En Colombia la corrupción se magnifica por el desarrollo de las economías ilegales: el narcotráfico compra las conciencias de las autoridades aeronáuticas y portuarias, de policías, carceleros y jueces, como también financia las campañas de los políticos; las organizaciones criminales y los restos de los grupos armados rebeldes se hacen al control territorial de vastas regiones, que quedan por fuera de las manos del Estado; la minería ilegal y la tala de bosques en áreas de frontera, ríos y territorios extraen cuantiosas rentas que destruyen los recursos naturales y obviamente no tributan ni los resarcen. Es la más evidente carencia de Estado y de su función principal: ejercer el monopolio legítimo de los medios de violencia y controlar efectivamente el territorio para imponer su tributación y la justicia social.

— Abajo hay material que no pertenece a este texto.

//! Decoder for `nix print-dev-env --json` output.
//!
//! Pure and stateless: well-formed input always decodes, malformed
//! input fails with a [`DecodeError`] and is never coerced into a
//! partial environment.

use std::collections::BTreeMap;

use serde_json::Value;

use crate::domain::errors::DecodeError;

/// The decoded variable set of a dev environment.
#[derive(Debug, Clone, PartialEq, Eq)]
pub struct DevEnv {
    /// Exported variables only; plain and array-valued shell variables
    /// are internal to the shell and skipped.
    pub vars: BTreeMap<String, String>,
}

/// Decode the raw JSON document produced by `nix print-dev-env --json`.
pub fn decode_dev_env(raw: &str) -> Result<DevEnv, DecodeError> {
    let document: Value = serde_json::from_str(raw)?;
    let variables = document
        .get("variables")
        .and_then(Value::as_object)
        .ok_or(DecodeError::MissingField("variables"))?;

    let mut vars = BTreeMap::new();
    for (name, entry) in variables {
        let kind = entry
            .get("type")
            .and_then(Value::as_str)
            .ok_or(DecodeError::MissingField("type"))?;
        match kind {
            "exported" => {
                let value = entry.get("value").and_then(Value::as_str).ok_or_else(|| {
                    DecodeError::UnsupportedVariable {
                        name: name.clone(),
                        kind: kind.to_string(),
                    }
                })?;
                vars.insert(name.clone(), value.to_string());
            }
            // Shell-internal variables; part of the grammar but not of
            // the exported environment.
            "var" | "array" | "associative" | "unknown" => {}
            other => {
                return Err(DecodeError::UnsupportedVariable {
                    name: name.clone(),
                    kind: other.to_string(),
                });
            }
        }
    }
    Ok(DevEnv { vars })
}

#[cfg(test)]
mod tests {
    use super::*;

    #[test]
    fn decodes_exported_variables() {
        let raw = r#"{
            "variables": {
                "PATH": { "type": "exported", "value": "/nix/store/x/bin" },
                "shellHook": { "type": "var", "value": "echo hi" },
                "buildInputs": { "type": "array", "value": ["a", "b"] }
            }
        }"#;
        let env = decode_dev_env(raw).unwrap();
        assert_eq!(env.vars.len(), 1);
        assert_eq!(env.vars["PATH"], "/nix/store/x/bin");
    }

    #[test]
    fn malformed_json_is_an_error() {
        assert!(matches!(
            decode_dev_env("not json"),
            Err(DecodeError::Malformed(_))
        ));
    }

    #[test]
    fn missing_variables_field_is_an_error() {
        assert!(matches!(
            decode_dev_env("{}"),
            Err(DecodeError::MissingField("variables"))
        ));
    }

    #[test]
    fn unknown_variable_kind_is_an_error() {
        let raw = r#"{ "variables": { "X": { "type": "mystery", "value": "v" } } }"#;
        assert!(matches!(
            decode_dev_env(raw),
            Err(DecodeError::UnsupportedVariable { .. })
        ));
    }

    #[test]
    fn exported_variable_without_string_value_is_an_error() {
        let raw = r#"{ "variables": { "X": { "type": "exported", "value": 3 } } }"#;
        assert!(matches!(
            decode_dev_env(raw),
            Err(DecodeError::UnsupportedVariable { .. })
        ));
    }
}
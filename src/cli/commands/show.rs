//! Implementation of the `nixforge show` command: display what would be
//! evaluated without building anything.

use anyhow::Result;
use console::style;

use crate::cli::context::ShellContext;
use crate::domain::models::SourceRef;

pub fn execute(ctx: &ShellContext) -> Result<()> {
    match &ctx.spec.source {
        SourceRef::Generated => {
            println!("{}", ctx.realizer.render_expr(&ctx.spec));
        }
        SourceRef::Flake { url, .. } => {
            println!("{} {url}", style("# Flake reference:").dim());
        }
        SourceRef::NixFile { path } => {
            println!("{} {}", style("# File:").dim(), path.display());
        }
    }
    Ok(())
}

Para los autores del estudio, la puerta de entrada de la corrupción es el sistema político. «El sistema electoral se caracteriza por la debilidad de los partidos políticos, la alta competencia intrapartidista en las campañas para corporaciones públicas y la prevalencia de prácticas clientelistas por encima de propuestas programáticas». El financiamiento de las campañas es mayoritariamente privado, lo que facilita la corrupción. El político es financiado por el buscador de contratos y privilegios, y si sale elegido se obligará a corresponder los favores recibidos. El Consejo Nacional Electoral es débil y está cooptado por los partidos que debe vigilar.

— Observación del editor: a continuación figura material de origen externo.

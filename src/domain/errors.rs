//! Error taxonomy for environment realization.

use std::time::Duration;

use thiserror::Error;

/// Failure decoding the evaluator's structured output.
///
/// Always fatal for the attempt that produced it; a malformed payload is
/// never coerced into a partial environment.
#[derive(Debug, Error)]
pub enum DecodeError {
    #[error("evaluator output is not valid JSON: {0}")]
    Malformed(#[from] serde_json::Error),

    #[error("evaluator output is missing the `{0}` field")]
    MissingField(&'static str),

    #[error("variable `{name}` has unsupported type `{kind}`")]
    UnsupportedVariable { name: String, kind: String },
}

/// Failure modes of a single realization attempt.
#[derive(Debug, Error)]
pub enum RealizeError {
    #[error(
        "nix is not installed or not on PATH ({0}); \
         follow https://nixos.org/download/ to install it, \
         or run your command directly without an isolated environment"
    )]
    ToolMissing(String),

    #[error("nix evaluation failed: {0}")]
    Evaluation(String),

    #[error("realization did not complete within {0:?}")]
    Timeout(Duration),

    #[error("realization was cancelled by a newer build request")]
    Cancelled,

    #[error("could not decode evaluator output: {0}")]
    Decode(#[from] DecodeError),
}

impl RealizeError {
    /// True for failures that may succeed on a plain retry.
    pub fn is_transient(&self) -> bool {
        matches!(self, Self::Timeout(_) | Self::Cancelled)
    }
}

pub type RealizeResult<T> = Result<T, RealizeError>;
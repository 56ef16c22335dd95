//! Flags describing the requested shell, shared by every subcommand.

use clap::Args;
use std::path::PathBuf;

use crate::domain::models::ShellSpec;

#[derive(Args, Debug, Clone)]
pub struct ShellFlags {
    /// nixpkgs package to include (repeatable)
    #[arg(short, long = "package", global = true)]
    pub packages: Vec<String>,

    /// Package whose libraries join LD_LIBRARY_PATH, in order (repeatable)
    #[arg(long = "library-path", global = true)]
    pub library_paths: Vec<String>,

    /// Extra bash run when the shell initializes
    #[arg(long, global = true)]
    pub hook: Option<String>,

    /// Build from a flake reference instead of a generated expression
    #[arg(long, global = true, conflicts_with = "nix_file")]
    pub flake: Option<String>,

    /// Lock file pinning the flake reference
    #[arg(long, global = true, requires = "flake")]
    pub lock_file: Option<PathBuf>,

    /// Build from a shell.nix-style file
    #[arg(short = 'f', long, global = true)]
    pub nix_file: Option<PathBuf>,

    /// Allow impure evaluation (disables caching for this shell)
    #[arg(long, global = true)]
    pub impure: bool,

    /// Evaluator-input override as key=value (repeatable)
    #[arg(short = 'I', long = "include", global = true, value_parser = parse_override)]
    pub overrides: Vec<(String, String)>,
}

fn parse_override(raw: &str) -> Result<(String, String), String> {
    raw.split_once('=')
        .map(|(k, v)| (k.to_string(), v.to_string()))
        .ok_or_else(|| format!("expected key=value, got `{raw}`"))
}

impl ShellFlags {
    /// Translate the flags into an immutable spec.
    pub fn to_spec(&self) -> ShellSpec {
        let mut spec = if let Some(flake) = &self.flake {
            let mut spec = ShellSpec::from_flake(flake);
            if let Some(lock) = &self.lock_file {
                spec = spec.with_lock_file(lock);
            }
            spec
        } else if let Some(file) = &self.nix_file {
            ShellSpec::from_file(file)
        } else {
            ShellSpec::default()
        };
        spec.packages = self.packages.clone();
        spec.library_paths = self.library_paths.clone();
        spec.shell_hook = self.hook.clone();
        spec.impure = self.impure;
        for (key, value) in &self.overrides {
            spec = spec.with_override(key, value);
        }
        spec
    }
}
//! Helper macro for generating domain port error enums.
//!
//! Port errors share a shape: a `thiserror` enum whose variants carry at most
//! one field, plus snake_case constructor functions whose field accepts
//! anything `Into` the field type. The macro keeps adapters from hand-writing
//! that boilerplate per port.

macro_rules! define_port_error {
    (@ctor $variant:ident) => {
        ::paste::paste! {
            pub fn [<$variant:snake>]() -> Self {
                Self::$variant
            }
        }
    };

    (@ctor $variant:ident { $field:ident : $ty:ty }) => {
        ::paste::paste! {
            pub fn [<$variant:snake>]($field: impl Into<$ty>) -> Self {
                Self::$variant {
                    $field: $field.into(),
                }
            }
        }
    };

    (
        $(#[$outer:meta])*
        pub enum $name:ident {
            $(
                $(#[$variant_meta:meta])*
                $variant:ident $( { $field:ident : $ty:ty } )? => $message:expr
            ),* $(,)?
        }
    ) => {
        $(#[$outer])*
        #[derive(Debug, Clone, PartialEq, Eq, thiserror::Error)]
        pub enum $name {
            $(
                $(#[$variant_meta])*
                #[error($message)]
                $variant $( { $field : $ty } )?,
            )*
        }

        impl $name {
            $(
                define_port_error!(@ctor $variant $( { $field : $ty } )?);
            )*
        }
    };
}

pub(crate) use define_port_error;
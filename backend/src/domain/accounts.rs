//! Account management: creation, superuser elevation, and profile updates.
//!
//! [`AccountService`] sits between inbound adapters and the
//! [`UserRepository`] port. Inputs arrive pre-validated as [`NewAccount`] or
//! [`ProfileUpdate`] values, so by the time the service runs, the only
//! failures left are hashing and persistence.

use std::fmt;
use std::sync::Arc;

use serde_json::json;
use tracing::{error, info};
use zeroize::Zeroizing;

use crate::domain::email::{EmailAddress, EmailValidationError};
use crate::domain::error::Error;
use crate::domain::password::{self, PasswordHash, PasswordPolicyError};
use crate::domain::ports::{UserPersistenceError, UserRepository};
use crate::domain::user::{DisplayName, Profile, User, UserId, UserValidationError};

/// Validation failures raised while assembling account inputs.
#[derive(Debug, Clone, PartialEq, Eq)]
pub enum AccountValidationError {
    Email(EmailValidationError),
    Name(UserValidationError),
    Password(PasswordPolicyError),
}

impl fmt::Display for AccountValidationError {
    fn fmt(&self, f: &mut fmt::Formatter<'_>) -> fmt::Result {
        match self {
            Self::Email(err) => err.fmt(f),
            Self::Name(err) => err.fmt(f),
            Self::Password(err) => err.fmt(f),
        }
    }
}

impl std::error::Error for AccountValidationError {}

impl From<EmailValidationError> for AccountValidationError {
    fn from(value: EmailValidationError) -> Self {
        Self::Email(value)
    }
}

impl From<UserValidationError> for AccountValidationError {
    fn from(value: UserValidationError) -> Self {
        Self::Name(value)
    }
}

impl From<PasswordPolicyError> for AccountValidationError {
    fn from(value: PasswordPolicyError) -> Self {
        Self::Password(value)
    }
}

/// Validated input for creating an account.
///
/// Construction normalizes the email, applies the password policy, and bounds
/// the name, so a `NewAccount` is always storable as-is. The display name may
/// be empty here; requiring one is an HTTP payload rule.
///
/// # Examples
/// ```
/// use accounts::domain::NewAccount;
///
/// let request = NewAccount::try_from_parts("Ada@EXAMPLE.com", "testpass123", "Ada")
///     .expect("valid input");
/// assert_eq!(request.email().as_ref(), "Ada@example.com");
/// ```
#[derive(Clone, PartialEq, Eq)]
pub struct NewAccount {
    email: EmailAddress,
    name: DisplayName,
    password: Zeroizing<String>,
}

impl NewAccount {
    /// Validate raw creation inputs.
    pub fn try_from_parts(
        email: &str,
        password: &str,
        name: &str,
    ) -> Result<Self, AccountValidationError> {
        let email = EmailAddress::new(email)?;
        password::validate_password(password)?;
        let name = DisplayName::new(name)?;
        Ok(Self {
            email,
            name,
            password: Zeroizing::new(password.to_owned()),
        })
    }

    /// Normalized email the account will be stored under.
    pub fn email(&self) -> &EmailAddress {
        &self.email
    }

    /// Display name the account will carry.
    pub fn name(&self) -> &DisplayName {
        &self.name
    }
}

impl fmt::Debug for NewAccount {
    fn fmt(&self, f: &mut fmt::Formatter<'_>) -> fmt::Result {
        f.debug_struct("NewAccount")
            .field("email", &self.email)
            .field("name", &self.name)
            .field("password", &"<redacted>")
            .finish()
    }
}

/// Validated partial update for a profile.
///
/// Absent fields stay untouched; a present password passes the same policy as
/// account creation and is re-hashed before storage.
#[derive(Clone, PartialEq, Eq, Default)]
pub struct ProfileUpdate {
    name: Option<DisplayName>,
    password: Option<Zeroizing<String>>,
}

impl ProfileUpdate {
    /// Validate raw update inputs, each field optional.
    pub fn try_from_parts(
        name: Option<&str>,
        password: Option<&str>,
    ) -> Result<Self, AccountValidationError> {
        let name = name.map(DisplayName::new).transpose()?;
        let password = match password {
            Some(candidate) => {
                password::validate_password(candidate)?;
                Some(Zeroizing::new(candidate.to_owned()))
            }
            None => None,
        };
        Ok(Self { name, password })
    }
}

impl fmt::Debug for ProfileUpdate {
    fn fmt(&self, f: &mut fmt::Formatter<'_>) -> fmt::Result {
        f.debug_struct("ProfileUpdate")
            .field("name", &self.name)
            .field("password", &self.password.as_ref().map(|_| "<redacted>"))
            .finish()
    }
}

/// Use-case service for account lifecycle operations.
pub struct AccountService {
    users: Arc<dyn UserRepository>,
}

impl AccountService {
    /// Build the service over a user repository port.
    pub fn new(users: Arc<dyn UserRepository>) -> Self {
        Self { users }
    }

    /// Create a regular active account.
    ///
    /// The duplicate check and insert happen atomically inside the
    /// repository, so two racing requests for one email cannot both succeed.
    pub async fn create_user(&self, request: NewAccount) -> Result<User, Error> {
        let NewAccount {
            email,
            name,
            password,
        } = request;
        let digest = hash_or_internal(&password)?;
        let user = User::new(UserId::random(), email, name, digest);

        match self.users.insert(&user).await {
            Ok(()) => {
                info!(user_id = %user.id(), "created user account");
                Ok(user)
            }
            Err(UserPersistenceError::DuplicateEmail { .. }) => {
                Err(
                    Error::invalid_request("a user with this email already exists")
                        .with_details(json!({ "field": "email", "code": "duplicate_email" })),
                )
            }
            Err(err) => {
                error!(error = %err, "failed to persist new account");
                Err(Error::internal("Internal server error"))
            }
        }
    }

    /// Create an account carrying staff and superuser privileges.
    ///
    /// Mirrors the two-step shape of regular creation followed by elevation:
    /// the account is inserted active and unprivileged, then updated with
    /// both flags set. Superusers start with an empty display name.
    pub async fn create_superuser(&self, email: &str, password: &str) -> Result<User, Error> {
        let request = NewAccount::try_from_parts(email, password, "")
            .map_err(|err| Error::invalid_request(err.to_string()))?;
        let mut user = self.create_user(request).await?;
        user.promote_to_superuser();

        match self.users.update(&user).await {
            Ok(()) => {
                info!(user_id = %user.id(), "elevated account to superuser");
                Ok(user)
            }
            Err(err) => {
                error!(error = %err, "failed to persist superuser flags");
                Err(Error::internal("Internal server error"))
            }
        }
    }

    /// Apply a partial profile update and return the resulting view.
    pub async fn update_profile(
        &self,
        id: &UserId,
        update: ProfileUpdate,
    ) -> Result<Profile, Error> {
        let mut user = match self.users.find_by_id(id).await {
            Ok(Some(user)) => user,
            Ok(None) => return Err(Error::unauthorized("user inactive or deleted")),
            Err(err) => {
                error!(error = %err, "failed to load account for update");
                return Err(Error::internal("Internal server error"));
            }
        };

        let ProfileUpdate { name, password } = update;
        if let Some(name) = name {
            user.set_name(name);
        }
        if let Some(password) = password {
            user.set_password(hash_or_internal(&password)?);
        }

        match self.users.update(&user).await {
            Ok(()) => Ok(Profile::of(&user)),
            Err(err) => {
                error!(error = %err, "failed to persist profile update");
                Err(Error::internal("Internal server error"))
            }
        }
    }
}

fn hash_or_internal(password: &str) -> Result<PasswordHash, Error> {
    password::hash_password(password).map_err(|err| {
        error!(error = %err, "password hashing failed");
        Error::internal("Internal server error")
    })
}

Es notoria la influencia que ha tenido la parapolítica en las elecciones del Congreso, que llegó a contar con un tercio de los legisladores hacia 2010, para después debilitarse por la captura y extradición de sus cabecillas. Hoy en día han sido desplazados por clanes familiares —los Char en la costa Caribe, los Aguilar en Santander, los Gnecco en el Cesar y La Guajira, y Dilian Francisca Toro en el Valle— que reparten puestos, tejas, ladrillos, mercados y además pagan entre $50.000 y $100.000 por cada voto puesto en las urnas bajo la vigilancia de sus lugartenientes. Es que la pobreza extrema abarata el voto. El apresamiento de Aída Merlano por dirigir la oficina de compra de votos de los Char en Barranquilla desenmascara el sistema mercantil de las campañas y revela el carácter de la justicia en Colombia: apresa al subalterno pero no a los cerebros y beneficiarios de las operaciones ilícitas.

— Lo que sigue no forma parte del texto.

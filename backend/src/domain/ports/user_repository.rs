//! Port abstraction for user persistence adapters and their errors.

use async_trait::async_trait;

use crate::domain::{User, UserId};

use super::define_port_error;

define_port_error! {
    /// Persistence errors raised by user repository adapters.
    pub enum UserPersistenceError {
        /// Another account already holds this normalized email.
        DuplicateEmail { email: String } => "a user with email {email} already exists",
        /// Repository connection could not be established.
        Connection { message: String } => "user repository connection failed: {message}",
        /// Query or mutation failed during execution.
        Query { message: String } => "user repository query failed: {message}",
    }
}

/// Driven port for storing and retrieving user accounts.
///
/// Implementations must make `insert` atomic with respect to the duplicate
/// check: two racing inserts for the same normalized email must not both
/// succeed.
#[cfg_attr(test, mockall::automock)]
#[async_trait]
pub trait UserRepository: Send + Sync {
    /// Insert a new user, failing with [`UserPersistenceError::DuplicateEmail`]
    /// when the normalized email is already taken.
    async fn insert(&self, user: &User) -> Result<(), UserPersistenceError>;

    /// Replace an existing user record.
    async fn update(&self, user: &User) -> Result<(), UserPersistenceError>;

    /// Fetch a user by the exact stored email string.
    ///
    /// No normalization happens here: callers look up either a value they
    /// normalized themselves or a raw presented login identifier.
    async fn find_by_email(&self, email: &str) -> Result<Option<User>, UserPersistenceError>;

    /// Fetch a user by identifier.
    async fn find_by_id(&self, id: &UserId) -> Result<Option<User>, UserPersistenceError>;
}
//! Account backend library modules.

pub mod doc;
pub mod domain;
pub mod inbound;
pub mod middleware;
pub mod outbound;
pub mod server;

/// Public OpenAPI surface used by Swagger UI and tooling.
pub use doc::ApiDoc;
/// Request trace identifier propagated through logs and response headers.
pub use domain::TraceId;
/// Middleware attaching a trace identifier to each request.
pub use middleware::Trace;
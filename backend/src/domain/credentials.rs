//! Login credential primitives.
//!
//! Keep inbound payload parsing outside the domain by exposing constructors
//! that validate string inputs before a handler talks to the verifier.

use std::fmt;

use zeroize::Zeroizing;

/// Domain error returned when login payload values are invalid.
#[derive(Debug, Clone, PartialEq, Eq)]
pub enum CredentialsValidationError {
    /// Email was missing or blank once trimmed.
    EmptyEmail,
    /// Password was blank.
    EmptyPassword,
}

impl fmt::Display for CredentialsValidationError {
    fn fmt(&self, f: &mut fmt::Formatter<'_>) -> fmt::Result {
        match self {
            Self::EmptyEmail => write!(f, "email must not be empty"),
            Self::EmptyPassword => write!(f, "password must not be empty"),
        }
    }
}

impl std::error::Error for CredentialsValidationError {}

/// Validated login credentials consumed by the credential verifier.
///
/// ## Invariants
/// - `email` is trimmed and must not be empty after trimming. It is NOT
///   re-normalized: lookups compare the presented value against the stored
///   normalized address byte for byte.
/// - `password` must be non-empty but retains caller-provided whitespace to
///   avoid surprising credential comparisons.
///
/// # Examples
/// ```
/// use accounts::domain::Credentials;
///
/// let creds = Credentials::try_from_parts("ada@example.com", "secret").unwrap();
/// assert_eq!(creds.email(), "ada@example.com");
/// assert_eq!(creds.password(), "secret");
/// ```
#[derive(Clone, PartialEq, Eq)]
pub struct Credentials {
    email: String,
    password: Zeroizing<String>,
}

impl Credentials {
    /// Construct credentials from raw email/password inputs.
    pub fn try_from_parts(email: &str, password: &str) -> Result<Self, CredentialsValidationError> {
        let trimmed = email.trim();
        if trimmed.is_empty() {
            return Err(CredentialsValidationError::EmptyEmail);
        }

        if password.is_empty() {
            return Err(CredentialsValidationError::EmptyPassword);
        }

        Ok(Self {
            email: trimmed.to_owned(),
            password: Zeroizing::new(password.to_owned()),
        })
    }

    /// Email string used for the account lookup.
    pub fn email(&self) -> &str {
        self.email.as_str()
    }

    /// Password string provided by the caller.
    pub fn password(&self) -> &str {
        self.password.as_str()
    }
}

impl fmt::Debug for Credentials {
    fn fmt(&self, f: &mut fmt::Formatter<'_>) -> fmt::Result {
        f.debug_struct("Credentials")
            .field("email", &self.email)
            .field("password", &"<redacted>")
            .finish()
    }
}

#[cfg(test)]
mod tests {
    //! Regression coverage for this module.
    use super::*;
    use rstest::rstest;

    #[rstest]
    #[case("", "pw", CredentialsValidationError::EmptyEmail)]
    #[case("   ", "pw", CredentialsValidationError::EmptyEmail)]
    #[case("user@example.com", "", CredentialsValidationError::EmptyPassword)]
    fn invalid_credentials(
        #[case] email: &str,
        #[case] password: &str,
        #[case] expected: CredentialsValidationError,
    ) {
        let err =
            Credentials::try_from_parts(email, password).expect_err("invalid inputs must fail");
        assert_eq!(err, expected);
    }

    #[rstest]
    #[case("  ada@example.com  ", "secret")]
    #[case("Mixed@Example.com", "correct horse battery staple")]
    fn valid_credentials_trim_email_only(#[case] email: &str, #[case] password: &str) {
        let creds =
            Credentials::try_from_parts(email, password).expect("valid inputs should succeed");
        assert_eq!(creds.email(), email.trim());
        assert_eq!(creds.password(), password);
    }

    #[rstest]
    fn debug_output_redacts_the_password() {
        let creds =
            Credentials::try_from_parts("ada@example.com", "secret").expect("valid inputs");
        let rendered = format!("{creds:?}");
        assert!(rendered.contains("ada@example.com"));
        assert!(!rendered.contains("secret"));
    }
}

El voto de opinión escapa a la corrupción y ha ganado importancia en las ciudades más grandes del país; ha sido clave para darles vida a la Coalición Centro Esperanza, al Pacto Histórico y a algunos políticos que militan en partidos o son independientes. Ellos seguramente progresarán en las elecciones del 13 de marzo.
Yo por mi parte votaré por Humberto de la Calle al Senado y por Diana Rodríguez a la Cámara.